Collected data entries

━━━

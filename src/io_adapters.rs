use std::cell::RefCell;
use std::io::{Result as IoResult, Write};
use std::rc::Rc;

/// Memory-backed writer for capturing what a console prints.
///
/// Clones share the same buffer, so one clone can be handed to a console while
/// another is kept to read the output back.
#[derive(Clone, Default)]
pub struct MemWriter {
    buf: Rc<RefCell<Vec<u8>>>,
}

impl MemWriter {
    pub fn new() -> Self {
        Self::default()
    }

    /// Return inner Rc so caller can read collected bytes after the console ran.
    pub fn into_inner(self) -> Rc<RefCell<Vec<u8>>> {
        self.buf
    }

    /// Convenience: create writer and return (writer, rc_handle).
    pub fn with_handle() -> (Self, Rc<RefCell<Vec<u8>>>) {
        let mw = MemWriter::new();
        let rc = mw.buf.clone();
        (mw, rc)
    }

    /// Everything written so far, lossily decoded.
    pub fn contents(&self) -> String {
        String::from_utf8_lossy(&self.buf.borrow()).into_owned()
    }
}

impl Write for MemWriter {
    fn write(&mut self, data: &[u8]) -> IoResult<usize> {
        self.buf.borrow_mut().extend_from_slice(data);
        Ok(data.len())
    }

    fn flush(&mut self) -> IoResult<()> {
        Ok(())
    }
}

━━━

→ What you have to do:
Reproduce the data. Keep it exact.

→ Response to the exercise:
filename src/io_adapters.rs
use std::cell::RefCell;
use std::io::{Result as IoResult, Write};
use std::rc::Rc;

/// Memory-backed writer for capturing what a console prints.
///
/// Clones share the same buffer, so one clone can be handed to a console while
/// another is kept to read the output back.
#[derive(Clone, Default)]
pub struct MemWriter {
    buf: Rc<RefCell<Vec<u8>>>,
}

impl MemWriter {
    pub fn new() -> Self {
        Self::default()
    }

    /// Return inner Rc so caller can read collected bytes after the console ran.
    pub fn into_inner(self) -> Rc<RefCell<Vec<u8>>> {
        self.buf
    }

    /// Convenience: create writer and return (writer, rc_handle).
    pub fn with_handle() -> (Self, Rc<RefCell<Vec<u8>>>) {
        let mw = MemWriter::new();
        let rc = mw.buf.clone();
        (mw, rc)
    }

    /// Everything written so far, lossily decoded.
    pub fn contents(&self) -> String {
        String::from_utf8_lossy(&self.buf.borrow()).into_owned()
    }
}

impl Write for MemWriter {
    fn write(&mut self, data: &[u8]) -> IoResult<usize> {
        self.buf.borrow_mut().extend_from_slice(data);
        Ok(data.len())
    }

    fn flush(&mut self) -> IoResult<()> {
        Ok(())
    }
}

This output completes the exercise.